Technically (or, more appropriately, theologically) Epiphany is when Jesus’ identity is manifested and made known, first to foreigners (the wise men from the East) and eventually to others throughout the season. So, if I’m going to call myself a follower of Jesus, it makes sense to know what and whom I’m following. But as someone who has consistently striven to also “know thyself,” I’ve always used this season to do a little self-evaluation as well, not unlike others who do something similar when writing up their New Year’s resolutions at this time of year.

So, what insights—about myself/world/Jesus—have I gleaned this past year? Or, putting it another way (and stealing from Oprah), what do I know for sure?

I know that: A body at rest tends to stay at rest, and a body in motion tends to stay in motion, unless the body is compelled to change its state. The evidence supporting the first part of this statement is easily seen. We know that a wheel will not begin rolling by itself. However, we do not see the proof of the second half in our world. That is because there is an ever-present inhibiting force known as friction that acts as the external force resisting perpetual motion.” (http://library.thinkquest.org/10401/5rules.html)

I’ll get back to this but first allow me to segue for just a moment. I was trying to think of the exact wording of this law of Newton’s and for some reason thought it had something to do with entropy. So I looked that up and found: “lack of order or predictability; gradual decline into disorder.” Not exactly what I was looking for … but, boy, did it hit close to home!

“Lack of order or predictability” has pretty much defined my life since 1997 when I started freelancing as a storyteller/educator. And for the first decade or so I thrived on the excitement and energy generated by that unpredictability. My Myers-Briggs “P” personality loved not having a boss or set office hours or a schedule that could so easily turn into a rut (horror of horrors!). But let’s not forget the second part of entropy’s definition: “gradual decline into disorder.” They say (you know, the nameless faceless “they”) that a strength taken to an extreme becomes a weakness.

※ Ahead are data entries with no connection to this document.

//! Device-space drawing directives for primitives and shapes.
//!
//! Geometry is mapped through a [`PageTransform`] and emitted as a flat list
//! of [`DrawCommand`]s, whose `Display` form is PostScript.

mod path;
mod transform;

pub use path::Path;
pub use transform::{PageTransform, POINTS_PER_INCH};

use std::fmt;

use crate::geometry::{Arc, LineSegment, Primitive, Shape};
use crate::math::Point2;

/// A single device-space drawing directive.
#[derive(Debug, Clone, Copy, PartialEq)]
pub enum DrawCommand {
    MoveTo(Point2),
    LineTo(Point2),
    /// Circular arc from `low_deg` to `high_deg`, counter-clockwise.
    Arc {
        center: Point2,
        radius: f64,
        low_deg: f64,
        high_deg: f64,
    },
    ClosePath,
    Stroke,
}

impl fmt::Display for DrawCommand {
    fn fmt(&self, f: &mut fmt::Formatter<'_>) -> fmt::Result {
        match self {
            Self::MoveTo(p) => write!(f, "{} {} moveto", Num(p.x), Num(p.y)),
            Self::LineTo(p) => write!(f, "{} {} lineto", Num(p.x), Num(p.y)),
            Self::Arc {
                center,
                radius,
                low_deg,
                high_deg,
            } => write!(
                f,
                "{} {} {} {} {} arc",
                Num(center.x),
                Num(center.y),
                Num(*radius),
                Num(*low_deg),
                Num(*high_deg)
            ),
            Self::ClosePath => f.write_str("closepath"),
            Self::Stroke => f.write_str("stroke"),
        }
    }
}

/// Number formatting for PostScript output: rounded to 1e-6, no negative zero.
struct Num(f64);

impl fmt::Display for Num {
    fn fmt(&self, f: &mut fmt::Formatter<'_>) -> fmt::Result {
        let v = (self.0 * 1e6).round() / 1e6;
        // -0.0 + 0.0 == +0.0
        write!(f, "{}", v + 0.0)
    }
}

/// Anything that can be drawn on a page.
pub trait Render {
    /// Emits the device-space directives for `self`.
    fn draw(&self, tfm: &PageTransform) -> Vec<DrawCommand>;

    /// Emits the directives as PostScript text.
    fn to_postscript(&self, tfm: &PageTransform) -> String {
        postscript(&self.draw(tfm))
    }
}

impl Render for LineSegment {
    fn draw(&self, tfm: &PageTransform) -> Vec<DrawCommand> {
        vec![
            DrawCommand::MoveTo(tfm.map(self.p1())),
            DrawCommand::LineTo(tfm.map(self.p2())),
        ]
    }
}

impl Render for Arc {
    fn draw(&self, tfm: &PageTransform) -> Vec<DrawCommand> {
        let range = self.angle_range();
        let (low, high) = if range.clockwise() {
            (range.start(), range.finish())
        } else {
            (range.finish(), range.start())
        };
        vec![
            DrawCommand::MoveTo(tfm.map(&self.point_at_angle(low))),
            DrawCommand::Arc {
                center: tfm.map(self.center()),
                radius: tfm.scale(self.radius()),
                low_deg: low.to_degrees(),
                high_deg: high.to_degrees(),
            },
        ]
    }
}

impl Render for Primitive {
    fn draw(&self, tfm: &PageTransform) -> Vec<DrawCommand> {
        match self {
            Self::Segment(segment) => segment.draw(tfm),
            Self::Arc(arc) => arc.draw(tfm),
        }
    }
}

impl Render for Shape {
    fn draw(&self, tfm: &PageTransform) -> Vec<DrawCommand> {
        let mut commands: Vec<_> = self.edges().iter().flat_map(|e| e.draw(tfm)).collect();
        commands.push(DrawCommand::Stroke);
        commands
    }
}

/// Joins directives into one line of PostScript.
#[must_use]
pub fn postscript(commands: &[DrawCommand]) -> String {
    commands
        .iter()
        .map(ToString::to_string)
        .collect::<Vec<_>>()
        .join(" ")
}

/// Wraps directives in a minimal single-page PostScript document.
#[must_use]
pub fn page(commands: &[DrawCommand]) -> String {
    format!("%!PS-Adobe-2.0\n{}\nshowpage\n", postscript(commands))
}
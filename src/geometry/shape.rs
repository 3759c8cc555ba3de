use crate::error::{OperationError, Result};
use crate::math::Point2;

use super::arc::Arc;
use super::primitive::Primitive;
use super::segment::LineSegment;

/// A closed cycle of straight and circular edges.
///
/// Edge `i` runs from point `i` to point `(i + 1) % n`. It is a straight
/// segment unless a signed radius is supplied for it, in which case it is
/// the arc through both points with that radius (see
/// [`Arc::from_endpoints`] for the sign convention).
#[derive(Debug, Clone, PartialEq)]
pub struct Shape {
    edges: Vec<Primitive>,
}

impl Shape {
    /// Builds a shape from its corner points and optional per-edge radii.
    ///
    /// # Errors
    ///
    /// Returns [`OperationError::InvalidInput`] if `radii` does not have one
    /// entry per point, or the arc construction error for any edge whose
    /// radius cannot span its chord.
    pub fn new(points: &[Point2], radii: Option<&[Option<f64>]>) -> Result<Self> {
        let n = points.len();
        if let Some(radii) = radii {
            if radii.len() != n {
                return Err(OperationError::InvalidInput(format!(
                    "expected {n} edge radii, got {}",
                    radii.len()
                ))
                .into());
            }
        }

        let mut edges: Vec<Primitive> = Vec::with_capacity(n);
        for (i, p1) in points.iter().enumerate() {
            let p2 = &points[(i + 1) % n];
            let edge: Primitive = match radii.and_then(|r| r[i]) {
                Some(radius) => Arc::from_endpoints(p1, p2, radius)?.into(),
                None => LineSegment::new(*p1, *p2).into(),
            };
            edges.push(edge);
        }
        tracing::trace!(edges = edges.len(), "built shape");
        Ok(Self { edges })
    }

    /// Builds a closed polygon with straight edges only.
    #[must_use]
    pub fn polygon(points: &[Point2]) -> Self {
        let n = points.len();
        let edges = (0..n)
            .map(|i| Primitive::from(LineSegment::new(points[i], points[(i + 1) % n])))
            .collect();
        Self { edges }
    }

    /// Axis-aligned rectangle around `center`, visiting the corners
    /// lower-left, upper-left, upper-right, lower-right.
    #[must_use]
    pub fn rectangle(center: Point2, half_width: f64, half_height: f64) -> Self {
        let (x1, x2) = (center.x - half_width, center.x + half_width);
        let (y1, y2) = (center.y - half_height, center.y + half_height);
        Self::polygon(&[
            Point2::new(x1, y1),
            Point2::new(x1, y2),
            Point2::new(x2, y2),
            Point2::new(x2, y1),
        ])
    }

    /// Returns the edges in cycle order.
    #[must_use]
    pub fn edges(&self) -> &[Primitive] {
        &self.edges
    }

    /// Returns the number of edges.
    #[must_use]
    pub fn len(&self) -> usize {
        self.edges.len()
    }

    /// Returns true if the shape has no edges.
    #[must_use]
    pub fn is_empty(&self) -> bool {
        self.edges.is_empty()
    }
}
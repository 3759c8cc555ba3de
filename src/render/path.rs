use crate::math::Point2;

use super::{DrawCommand, PageTransform, Render};

/// An open or closed polyline through a list of points.
#[derive(Debug, Clone, Default, PartialEq)]
pub struct Path {
    points: Vec<Point2>,
    closed: bool,
}

impl Path {
    /// An empty open path.
    #[must_use]
    pub fn new() -> Self {
        Self::default()
    }

    /// Appends a vertex.
    pub fn push(&mut self, point: Point2) -> &mut Self {
        self.points.push(point);
        self
    }

    /// Marks the path as closed back to its first vertex.
    pub fn close(&mut self) -> &mut Self {
        self.closed = true;
        self
    }

    /// The vertices in insertion order.
    #[must_use]
    pub fn points(&self) -> &[Point2] {
        &self.points
    }

    /// Returns true once [`Path::close`] has been called.
    #[must_use]
    pub fn is_closed(&self) -> bool {
        self.closed
    }
}

impl FromIterator<Point2> for Path {
    fn from_iter<I: IntoIterator<Item = Point2>>(iter: I) -> Self {
        Self {
            points: iter.into_iter().collect(),
            closed: false,
        }
    }
}

impl Render for Path {
    fn draw(&self, tfm: &PageTransform) -> Vec<DrawCommand> {
        let Some((first, rest)) = self.points.split_first() else {
            return Vec::new();
        };
        let mut commands = Vec::with_capacity(self.points.len() + 1);
        commands.push(DrawCommand::MoveTo(tfm.map(first)));
        commands.extend(rest.iter().map(|p| DrawCommand::LineTo(tfm.map(p))));
        if self.closed {
            commands.push(DrawCommand::ClosePath);
        }
        commands
    }
}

Maybe it even emphasizes other weaknesses already present. As a Myers-Briggs “P” I am not naturally disciplined. So, left to my own devices—a lifestyle full of unpredictability—a gradual decline into disorder isn’t surprising.

Don’t get me wrong; I don’t live in a house full of cats or precariously stacked newspapers/magazines/books* with narrow, labyrinthine paths leading to the ‘frig and bathroom. I bathe regularly and (usually) pay my bills on time. But one thing I’ve learned (and now know for sure) is that I need some structure in my life. Not permanent, unyielding, stifling structure, but some sort of order and predictability. Even that, however, can’t enter the formula unchecked.

Which brings me back to the beginning of Newton’s first law of physics. The one thing that has been predictable, routine, and “structured” in my life the last couple of years is the amount of time I sit in front of the computer. On days when I have no gigs (more often than not), or when I have no other reason to leave the house (more often than you might think), it’s not unusual for me to pretty much spend  a-l-l  d-a-y l-o-n-g on my big ‘ol behind staring at the computer screen. And even when I’m not at home all day, I still find ways to spend a lot of time sitting. The longer I’ve done this, the easier it’s gotten to just keep on doing it. After all, a body at rest tends to stay at rest … . In other words, all [sitting] work and no movement make Tracy a big blob of jello!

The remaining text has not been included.